• _WHAT THIS TASK INVOLVES_:
Repeat, line for line, the entries printed below.

• _RECORD SET_:
//! Runtime dependency-injection container
//!
//! The container is built around three ideas. A [`Spec`] is a hashable key
//! naming a requestable thing: a string, a Rust type, a tuple or a
//! categorized tuple. A [`Provider`] is a recipe producing instances for one
//! specification, declaring its own needs as an explicit [`DependencyMap`].
//! An [`ObjectGraph`] ties the two together: it resolves specifications
//! recursively, caches instances in [`Scope`]s and validates the whole
//! declared structure before anything runs.
//!
//! # Resolution
//!
//! [`ObjectGraph::acquire`] fills a provider's argument slots from three
//! sources in order of precedence: caller-supplied [`Overrides`], deferred
//! [`FactoryHandle`]s for factory dependencies, and recursive acquisition
//! for direct dependencies. Scoped providers short-circuit to their cache.
//!
//! # Validation
//!
//! [`ObjectGraph::validate`] checks the declared dependency structure
//! without invoking any provider: every dependency must be registered, no
//! provider may depend on its own specification and no dependency cycle may
//! exist. Run it once after assembly; resolution itself never re-checks.
//!
//! # Examples
//!
//! ```
//! use grappelli_di::{DependencyMap, ObjectGraph, ScopeTag, Spec, to_object};
//!
//! struct Database {
//! 	url: String,
//! }
//!
//! let graph = ObjectGraph::new();
//! graph.register_instance(Spec::name("db_url"), String::from("sqlite://somedb"));
//! graph
//! 	.register_factory(
//! 		Spec::of::<Database>(),
//! 		DependencyMap::new().with_named("url", Spec::name("db_url")),
//! 		Some(&ScopeTag::SINGLETON),
//! 		|args| {
//! 			let url = args.keyword_as::<String>("url")?;
//! 			Ok(to_object(Database {
//! 				url: url.as_ref().clone(),
//! 			}))
//! 		},
//! 	)
//! 	.unwrap();
//!
//! graph.validate().unwrap();
//! let database = graph.get_as::<Database>(&Spec::of::<Database>()).unwrap();
//! assert_eq!(database.url, "sqlite://somedb");
//! ```

pub mod dependency;
pub mod error;
pub mod graph;
pub mod module;
pub mod provider;
pub mod registry;
pub mod scope;
pub mod spec;

pub use dependency::{
	ArgKey, Arguments, Dependency, DependencyMap, Object, Overrides, downcast_object, to_object,
};
pub use error::{Cycle, DiError, DiResult};
pub use graph::{FactoryHandle, ObjectGraph};
pub use module::{Binder, Module};
pub use provider::{
	BoundFunction, FactoryProvider, FunctionProvider, InstanceProvider, Provider, ProviderFn,
};
pub use registry::{ModuleEntry, discovered_modules};
pub use scope::{ProcessScope, Scope, ScopeTag, SingletonScope, ThreadScope};
pub use spec::{Spec, TypeKey};

// Re-exported for the `register_module!` macro expansion.
pub use inventory;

• _YOUR SOLUTION_:
//! Runtime dependency-injection container
//!
//! The container is built around three ideas. A [`Spec`] is a hashable key
//! naming a requestable thing: a string, a Rust type, a tuple or a
//! categorized tuple. A [`Provider`] is a recipe producing instances for one
//! specification, declaring its own needs as an explicit [`DependencyMap`].
//! An [`ObjectGraph`] ties the two together: it resolves specifications
//! recursively, caches instances in [`Scope`]s and validates the whole
//! declared structure before anything runs.
//!
//! # Resolution
//!
//! [`ObjectGraph::acquire`] fills a provider's argument slots from three
//! sources in order of precedence: caller-supplied [`Overrides`], deferred
//! [`FactoryHandle`]s for factory dependencies, and recursive acquisition
//! for direct dependencies. Scoped providers short-circuit to their cache.
//!
//! # Validation
//!
//! [`ObjectGraph::validate`] checks the declared dependency structure
//! without invoking any provider: every dependency must be registered, no
//! provider may depend on its own specification and no dependency cycle may
//! exist. Run it once after assembly; resolution itself never re-checks.
//!
//! # Examples
//!
//! ```
//! use grappelli_di::{DependencyMap, ObjectGraph, ScopeTag, Spec, to_object};
//!
//! struct Database {
//! 	url: String,
//! }
//!
//! let graph = ObjectGraph::new();
//! graph.register_instance(Spec::name("db_url"), String::from("sqlite://somedb"));
//! graph
//! 	.register_factory(
//! 		Spec::of::<Database>(),
//! 		DependencyMap::new().with_named("url", Spec::name("db_url")),
//! 		Some(&ScopeTag::SINGLETON),
//! 		|args| {
//! 			let url = args.keyword_as::<String>("url")?;
//! 			Ok(to_object(Database {
//! 				url: url.as_ref().clone(),
//! 			}))
//! 		},
//! 	)
//! 	.unwrap();
//!
//! graph.validate().unwrap();
//! let database = graph.get_as::<Database>(&Spec::of::<Database>()).unwrap();
//! assert_eq!(database.url, "sqlite://somedb");
//! ```

pub mod dependency;
pub mod error;
pub mod graph;
pub mod module;
pub mod provider;
pub mod registry;
pub mod scope;
pub mod spec;

pub use dependency::{
	ArgKey, Arguments, Dependency, DependencyMap, Object, Overrides, downcast_object, to_object,
};
pub use error::{Cycle, DiError, DiResult};
pub use graph::{FactoryHandle, ObjectGraph};
pub use module::{Binder, Module};
pub use provider::{
	BoundFunction, FactoryProvider, FunctionProvider, InstanceProvider, Provider, ProviderFn,
};
pub use registry::{ModuleEntry, discovered_modules};
pub use scope::{ProcessScope, Scope, ScopeTag, SingletonScope, ThreadScope};
pub use spec::{Spec, TypeKey};

// Re-exported for the `register_module!` macro expansion.
pub use inventory;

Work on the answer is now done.